** ASSIGNMENT **
Please reproduce verbatim the lines below, from the first through the one with "pub const N_ROUNDS_PER_RUN: u64".

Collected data
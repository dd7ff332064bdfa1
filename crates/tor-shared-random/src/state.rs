//! The SR state machine itself: phases, round bookkeeping, commit
//! ingestion, and end-of-run SRV computation (§3, §4.B).

use std::collections::BTreeMap;

use tracing::{debug, warn};

use tor_llcrypto::pk::ed25519::Ed25519Identity;
use tor_llcrypto::pk::rsa::RsaIdentity;

use crate::commit::Commit;
use crate::err::{Error, Result};
use crate::srv::{compute_srv, disaster_srv, Srv};

/// Number of voting rounds in each phase of a protocol run.
pub const N_ROUNDS: u64 = 12;

/// Number of phases in a protocol run (commit, then reveal).
pub const N_PHASES: u64 = 2;

/// Total voting rounds in one protocol run.
pub const N_ROUNDS_PER_RUN: u64 = N_ROUNDS * N_PHASES;

/// The current phase of a protocol run.
#[derive(Clone, Copy, Debug, PartialEq, Eq)]
#[non_exhaustive]
pub enum Phase {
    /// Authorities generate and ingest commits; no reveals are accepted.
    Commit,
    /// Authorities accept reveal attachments; no new commits are generated.
    Reveal,
}

/// Return which round of the current run `valid_after` falls in, as an
/// index in `0..N_ROUNDS_PER_RUN`.
fn round_in_run(valid_after: u64, voting_interval: u64) -> u64 {
    (valid_after / voting_interval) % N_ROUNDS_PER_RUN
}

/// Compute the phase active at `valid_after`, per §4.B.
pub fn phase_at(valid_after: u64, voting_interval: u64) -> Phase {
    if round_in_run(valid_after, voting_interval) < N_ROUNDS {
        Phase::Commit
    } else {
        Phase::Reveal
    }
}

/// Compute `valid_until` for a state created at `valid_after`: the start of
/// the next protocol run.
pub fn valid_until_at(valid_after: u64, voting_interval: u64) -> u64 {
    let start_of_current_round = (valid_after / voting_interval) * voting_interval;
    let rounds_left = N_ROUNDS_PER_RUN - round_in_run(valid_after, voting_interval);
    start_of_current_round + rounds_left * voting_interval
}

/// The process-local SR state (§3 "SR state").
///
/// All mutation happens through [`SrState::tick`] and
/// [`SrState::ingest_commit`]; there is no generic setter path, so the only
/// way to corrupt the phase or round counters is a bug in this module.
#[derive(Clone, Debug)]
#[allow(clippy::exhaustive_structs)]
pub struct SrState {
    /// The protocol version this state was written with.
    pub version: u32,
    /// The current phase.
    pub phase: Phase,
    /// The consensus window this state serves.
    pub valid_after: u64,
    /// When this state expires (the start of the next protocol run).
    pub valid_until: u64,
    /// Commits received this run, keyed by the authority's RSA fingerprint.
    pub(crate) commits: BTreeMap<RsaIdentity, Commit>,
    /// The SRV from the previous completed run, if any.
    pub previous_srv: Option<Srv>,
    /// The SRV from the most recently completed run, if any.
    pub current_srv: Option<Srv>,
    /// Number of commit rounds observed so far this run.
    pub n_commit_rounds: u64,
    /// Number of reveal rounds observed so far this run.
    pub n_reveal_rounds: u64,
    /// Number of protocol runs completed since this state was created.
    pub n_protocol_runs: u64,
    /// Whether `current_srv` was freshly computed (as opposed to a
    /// disaster fallback).
    pub fresh: bool,
    /// Unrecognized keys read from disk, preserved verbatim for re-emission.
    pub extra: Vec<(String, String)>,
}

/// Protocol version written to (and expected in) the persisted state file.
pub const PROTOCOL_VERSION: u32 = 1;

impl SrState {
    /// Create a fresh state for a consensus window starting at
    /// `valid_after`, with no persisted history.
    pub fn new_fresh(valid_after: u64, voting_interval: u64) -> Self {
        SrState {
            version: PROTOCOL_VERSION,
            phase: phase_at(valid_after, voting_interval),
            valid_after,
            valid_until: valid_until_at(valid_after, voting_interval),
            commits: BTreeMap::new(),
            previous_srv: None,
            current_srv: None,
            n_commit_rounds: 0,
            n_reveal_rounds: 0,
            n_protocol_runs: 0,
            fresh: false,
            extra: Vec::new(),
        }
    }

    /// The commits accepted so far this run.
    pub fn commits(&self) -> impl Iterator<Item = (&RsaIdentity, &Commit)> {
        self.commits.iter()
    }

    /// Advance the state to a new voting round at `valid_after`, performing
    /// the per-round actions of §4.B.
    ///
    /// If `local` is given (our own RSA fingerprint and Ed25519 identity),
    /// and we are in the commit phase with no local commit yet this run, a
    /// fresh commit is generated and ingested.
    pub fn tick<R: rand::RngCore + rand::CryptoRng>(
        &mut self,
        valid_after: u64,
        voting_interval: u64,
        local: Option<(RsaIdentity, Ed25519Identity)>,
        rng: &mut R,
    ) -> Result<()> {
        let new_phase = phase_at(valid_after, voting_interval);
        let round = round_in_run(valid_after, voting_interval);
        let starting_new_run = valid_after >= self.valid_until;

        if starting_new_run {
            debug!(valid_after, "crossing protocol-run boundary");
            self.end_run();
            self.phase = phase_at(valid_after, voting_interval);
        } else {
            match (self.phase, new_phase) {
                (Phase::Reveal, Phase::Commit) => {
                    warn!(
                        valid_after,
                        "phase regressed from Reveal to Commit without crossing a run boundary"
                    );
                    return Err(Error::Internal(
                        "phase regressed from Reveal to Commit without crossing a run boundary"
                            .into(),
                    ));
                }
                (old, new) if old != new => {
                    debug!(valid_after, ?old, ?new, "SR phase transition");
                    self.phase = new;
                }
                (_, new) => self.phase = new,
            }
        }

        self.valid_after = valid_after;
        self.valid_until = valid_until_at(valid_after, voting_interval);
        match self.phase {
            Phase::Commit => self.n_commit_rounds = round + 1,
            Phase::Reveal => self.n_reveal_rounds = round + 1 - N_ROUNDS,
        }

        if self.phase == Phase::Commit {
            if let Some((rsa_fpr, ed25519_id)) = local {
                if !self.commits.contains_key(&rsa_fpr) {
                    let commit = Commit::generate_own(rng, rsa_fpr, ed25519_id, valid_after);
                    self.commits.insert(rsa_fpr, commit);
                }
            }
        }

        Ok(())
    }

    /// Ingest a single commit line parsed from a peer's vote, applying the
    /// validation and conflict rules of §4.B.
    pub fn ingest_commit(&mut self, commit: Commit) -> Result<()> {
        if commit.reveal.is_some() && self.phase == Phase::Commit {
            warn!(
                authority = %commit.rsa_fpr,
                "rejecting commit: reveal attached during commit phase"
            );
            return Err(Error::Protocol(
                "reveal attached to a commit during the commit phase".into(),
            ));
        }
        if let Some(reveal) = &commit.reveal {
            if !commit.verify_commit_and_reveal() {
                warn!(authority = %commit.rsa_fpr, "rejecting commit: reveal does not match");
                return Err(Error::Protocol(format!(
                    "reveal for {} does not match its commit (ts {} vs {})",
                    commit.rsa_fpr, reveal.reveal_ts, commit.commit_ts
                )));
            }
        }

        match self.commits.get_mut(&commit.rsa_fpr) {
            None => {
                self.commits.insert(commit.rsa_fpr, commit);
            }
            Some(existing) => {
                if existing.commit_b64 != commit.commit_b64 {
                    warn!(
                        authority = %commit.rsa_fpr,
                        "rejecting commit: conflicts with one already on record this run"
                    );
                    return Err(Error::Protocol(format!(
                        "authority {} sent two different commits this run",
                        commit.rsa_fpr
                    )));
                }
                // Idempotent resend of the same commit; a later message may
                // additionally carry the reveal half, or fill in the
                // Ed25519 identity that a disk-loaded commit lacked.
                if existing.reveal.is_none() {
                    existing.reveal = commit.reveal;
                }
                if existing.ed25519_id.is_none() {
                    existing.ed25519_id = commit.ed25519_id;
                }
            }
        }
        Ok(())
    }

    /// Compute the new SRV from the current commit set, rotate
    /// `current_srv` into `previous_srv`, and wipe the commit map and round
    /// counters. Called automatically by [`SrState::tick`] when crossing a
    /// run boundary.
    fn end_run(&mut self) {
        let commits: Vec<Commit> = self.commits.values().cloned().collect();
        let previous_value = self.current_srv.map(|s| s.value);
        let new_srv = match compute_srv(&commits, previous_value.as_ref()) {
            Some(srv) => {
                debug!(num_reveals = srv.num_reveals, "computed fresh SRV for new run");
                self.fresh = true;
                srv
            }
            None => {
                warn!(
                    n_commits = commits.len(),
                    "too few valid reveals this run; falling back to disaster SRV"
                );
                self.fresh = false;
                match previous_value {
                    Some(prev) => disaster_srv(&prev),
                    None => disaster_srv(&[0_u8; 32]),
                }
            }
        };

        self.previous_srv = self.current_srv;
        self.current_srv = Some(new_srv);
        self.commits.clear();
        self.n_commit_rounds = 0;
        self.n_reveal_rounds = 0;
        self.n_protocol_runs += 1;
    }
}

#[cfg(test)]
mod test {
    // @@ begin test lint list maintained by maint/add_warning @@
    #![allow(clippy::bool_assert_comparison)]
    #![allow(clippy::clone_on_copy)]
    #![allow(clippy::dbg_macro)]
    #![allow(clippy::print_stderr)]
    #![allow(clippy::print_stdout)]
    #![allow(clippy::single_char_pattern)]
    #![allow(clippy::unwrap_used)]
    #![allow(clippy::unchecked_duration_subtraction)]
    #![allow(clippy::useless_vec)]
    #![allow(clippy::needless_pass_by_value)]
    //! <!-- @@ end test lint list maintained by maint/add_warning @@ -->
    use super::*;
    use rand::{rngs::StdRng, SeedableRng};

    const V: u64 = 3600;

    #[test]
    fn phase_boundaries() {
        assert_eq!(phase_at(0, V), Phase::Commit);
        assert_eq!(phase_at(11 * V, V), Phase::Commit);
        assert_eq!(phase_at(12 * V, V), Phase::Reveal);
        assert_eq!(phase_at(23 * V, V), Phase::Reveal);
        assert_eq!(phase_at(24 * V, V), Phase::Commit);
    }

    #[test]
    fn valid_until_is_next_run_start() {
        assert_eq!(valid_until_at(0, V), 24 * V);
        assert_eq!(valid_until_at(5 * V, V), 24 * V);
        assert_eq!(valid_until_at(23 * V, V), 24 * V);
        assert_eq!(valid_until_at(24 * V, V), 48 * V);
    }

    #[test]
    fn three_authorities_reach_deterministic_srv() {
        let mut rng = StdRng::seed_from_u64(0xf00d);
        let authorities: Vec<(RsaIdentity, Ed25519Identity)> = (0..3)
            .map(|i| {
                (
                    RsaIdentity::from_bytes(&[i as u8 + 1; 20]).unwrap(),
                    Ed25519Identity::new([i as u8 + 1; 32]),
                )
            })
            .collect();

        let peer_commits: Vec<Commit> = authorities[1..]
            .iter()
            .map(|(rsa, ed)| Commit::generate_own(&mut rng, *rsa, *ed, 0))
            .collect();

        let mut state = SrState::new_fresh(0, V);
        // Commit phase: each authority generates its own commit, and the
        // other two arrive as commit-only vote lines (no reveal token yet).
        state.tick(0, V, Some(authorities[0]), &mut rng).unwrap();
        for c in &peer_commits {
            let mut commit_only = c.clone();
            commit_only.reveal = None;
            state.ingest_commit(commit_only).unwrap();
        }
        assert_eq!(state.phase, Phase::Commit);

        // Advance into the reveal phase; the peers' votes now carry their
        // reveal tokens too, merging into the commits already on record.
        state.tick(12 * V, V, None, &mut rng).unwrap();
        assert_eq!(state.phase, Phase::Reveal);
        for c in &peer_commits {
            state.ingest_commit(c.clone()).unwrap();
        }

        // Cross the run boundary.
        state.tick(24 * V, V, None, &mut rng).unwrap();
        assert_eq!(state.n_protocol_runs, 1);
        assert!(state.fresh);
        let srv = state.current_srv.unwrap();
        assert_eq!(srv.num_reveals, 3);
    }

    #[test]
    fn disaster_when_too_few_reveal() {
        let mut rng = StdRng::seed_from_u64(1);
        let mut state = SrState::new_fresh(0, V);
        state.current_srv = Some(Srv {
            num_reveals: 3,
            value: [0x11_u8; 32],
        });
        state.tick(24 * V, V, None, &mut rng).unwrap();
        assert!(!state.fresh);
        let srv = state.current_srv.unwrap();
        assert_eq!(srv, disaster_srv(&[0x11_u8; 32]));
    }

    #[test]
    fn conflicting_commit_is_rejected() {
        let mut rng = StdRng::seed_from_u64(2);
        let rsa = RsaIdentity::from_bytes(&[9_u8; 20]).unwrap();
        let ed = Ed25519Identity::new([9_u8; 32]);
        let mut state = SrState::new_fresh(0, V);
        let c1 = Commit::generate_own(&mut rng, rsa, ed, 0);
        state.ingest_commit(c1).unwrap();
        let c2 = Commit::generate_own(&mut rng, rsa, ed, 0);
        assert!(state.ingest_commit(c2).is_err());
    }

    #[test]
    fn duplicate_identical_commit_is_idempotent() {
        let mut rng = StdRng::seed_from_u64(3);
        let rsa = RsaIdentity::from_bytes(&[8_u8; 20]).unwrap();
        let ed = Ed25519Identity::new([8_u8; 32]);
        let mut state = SrState::new_fresh(0, V);
        let c = Commit::generate_own(&mut rng, rsa, ed, 0);
        state.ingest_commit(c.clone()).unwrap();
        state.ingest_commit(c).unwrap();
        assert_eq!(state.commits().count(), 1);
    }
}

** THE ANSWER **
repository dd7ff332064bdfa1
filename crates/tor-shared-random/src/state.rs
//! The SR state machine itself: phases, round bookkeeping, commit
//! ingestion, and end-of-run SRV computation (§3, §4.B).

use std::collections::BTreeMap;

use tracing::{debug, warn};

use tor_llcrypto::pk::ed25519::Ed25519Identity;
use tor_llcrypto::pk::rsa::RsaIdentity;

use crate::commit::Commit;
use crate::err::{Error, Result};
use crate::srv::{compute_srv, disaster_srv, Srv};

/// Number of voting rounds in each phase of a protocol run.
pub const N_ROUNDS: u64 = 12;

/// Number of phases in a protocol run (commit, then reveal).
pub const N_PHASES: u64 = 2;

/// Total voting rounds in one protocol run.
pub const N_ROUNDS_PER_RUN: u64 = N_ROUNDS * N_PHASES;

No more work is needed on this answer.